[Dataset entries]
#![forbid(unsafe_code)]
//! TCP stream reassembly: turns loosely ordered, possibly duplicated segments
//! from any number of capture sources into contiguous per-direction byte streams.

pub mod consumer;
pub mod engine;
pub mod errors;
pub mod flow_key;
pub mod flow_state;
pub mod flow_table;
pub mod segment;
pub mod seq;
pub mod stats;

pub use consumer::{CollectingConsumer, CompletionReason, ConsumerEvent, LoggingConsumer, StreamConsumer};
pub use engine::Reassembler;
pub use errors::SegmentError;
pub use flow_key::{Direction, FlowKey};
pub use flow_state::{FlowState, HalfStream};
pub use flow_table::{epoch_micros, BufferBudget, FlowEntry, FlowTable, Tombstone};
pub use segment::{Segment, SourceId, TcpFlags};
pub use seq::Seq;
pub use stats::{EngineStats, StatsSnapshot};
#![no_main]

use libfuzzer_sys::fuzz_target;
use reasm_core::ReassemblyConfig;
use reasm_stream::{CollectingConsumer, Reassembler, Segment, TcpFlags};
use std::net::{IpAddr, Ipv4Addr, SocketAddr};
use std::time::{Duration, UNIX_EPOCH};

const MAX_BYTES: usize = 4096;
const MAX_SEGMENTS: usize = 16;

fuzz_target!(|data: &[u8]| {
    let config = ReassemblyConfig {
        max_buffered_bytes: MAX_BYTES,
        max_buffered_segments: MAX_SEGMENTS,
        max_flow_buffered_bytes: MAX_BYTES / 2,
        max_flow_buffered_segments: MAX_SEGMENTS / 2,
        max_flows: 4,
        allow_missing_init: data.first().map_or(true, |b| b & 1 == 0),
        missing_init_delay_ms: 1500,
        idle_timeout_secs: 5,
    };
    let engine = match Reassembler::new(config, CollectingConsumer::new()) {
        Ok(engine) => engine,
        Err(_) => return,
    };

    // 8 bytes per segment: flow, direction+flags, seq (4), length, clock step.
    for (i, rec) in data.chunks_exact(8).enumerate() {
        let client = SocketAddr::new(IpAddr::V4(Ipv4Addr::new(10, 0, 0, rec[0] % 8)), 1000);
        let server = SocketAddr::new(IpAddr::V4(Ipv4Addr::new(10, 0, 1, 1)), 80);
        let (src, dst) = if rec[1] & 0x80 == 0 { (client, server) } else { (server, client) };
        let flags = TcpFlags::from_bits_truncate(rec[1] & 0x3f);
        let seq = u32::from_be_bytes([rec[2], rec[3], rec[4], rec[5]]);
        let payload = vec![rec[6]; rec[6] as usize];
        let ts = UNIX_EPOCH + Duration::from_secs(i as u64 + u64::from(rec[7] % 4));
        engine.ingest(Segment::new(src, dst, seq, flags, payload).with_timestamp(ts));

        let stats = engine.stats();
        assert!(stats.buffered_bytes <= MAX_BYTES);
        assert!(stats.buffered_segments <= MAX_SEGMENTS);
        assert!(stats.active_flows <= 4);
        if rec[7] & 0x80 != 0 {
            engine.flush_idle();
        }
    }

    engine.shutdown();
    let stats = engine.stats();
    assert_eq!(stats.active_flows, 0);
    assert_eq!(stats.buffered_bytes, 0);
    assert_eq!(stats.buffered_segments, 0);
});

---

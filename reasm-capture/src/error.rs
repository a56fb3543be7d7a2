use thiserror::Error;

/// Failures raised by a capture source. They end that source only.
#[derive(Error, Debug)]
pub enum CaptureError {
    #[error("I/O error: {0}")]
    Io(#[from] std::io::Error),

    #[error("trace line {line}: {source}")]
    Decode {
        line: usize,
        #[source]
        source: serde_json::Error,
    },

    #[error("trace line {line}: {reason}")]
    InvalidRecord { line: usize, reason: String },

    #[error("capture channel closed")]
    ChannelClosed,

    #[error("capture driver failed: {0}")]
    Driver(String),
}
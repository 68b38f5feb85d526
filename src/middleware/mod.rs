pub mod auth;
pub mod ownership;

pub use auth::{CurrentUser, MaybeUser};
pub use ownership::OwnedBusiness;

**Problem statement**
Taking the entries above, write out exactly each line from the one holding "repository a56fb3543be7d7a2" to the one holding "repository 68b38f5feb85d526", both included, and stop there.

**Result**
repository a56fb3543be7d7a2
use thiserror::Error;

/// Failures raised by a capture source. They end that source only.
#[derive(Error, Debug)]
pub enum CaptureError {
    #[error("I/O error: {0}")]
    Io(#[from] std::io::Error),

    #[error("trace line {line}: {source}")]
    Decode {
        line: usize,
        #[source]
        source: serde_json::Error,
    },

    #[error("trace line {line}: {reason}")]
    InvalidRecord { line: usize, reason: String },

    #[error("capture channel closed")]
    ChannelClosed,

    #[error("capture driver failed: {0}")]
    Driver(String),
}
repository 68b38f5feb85d526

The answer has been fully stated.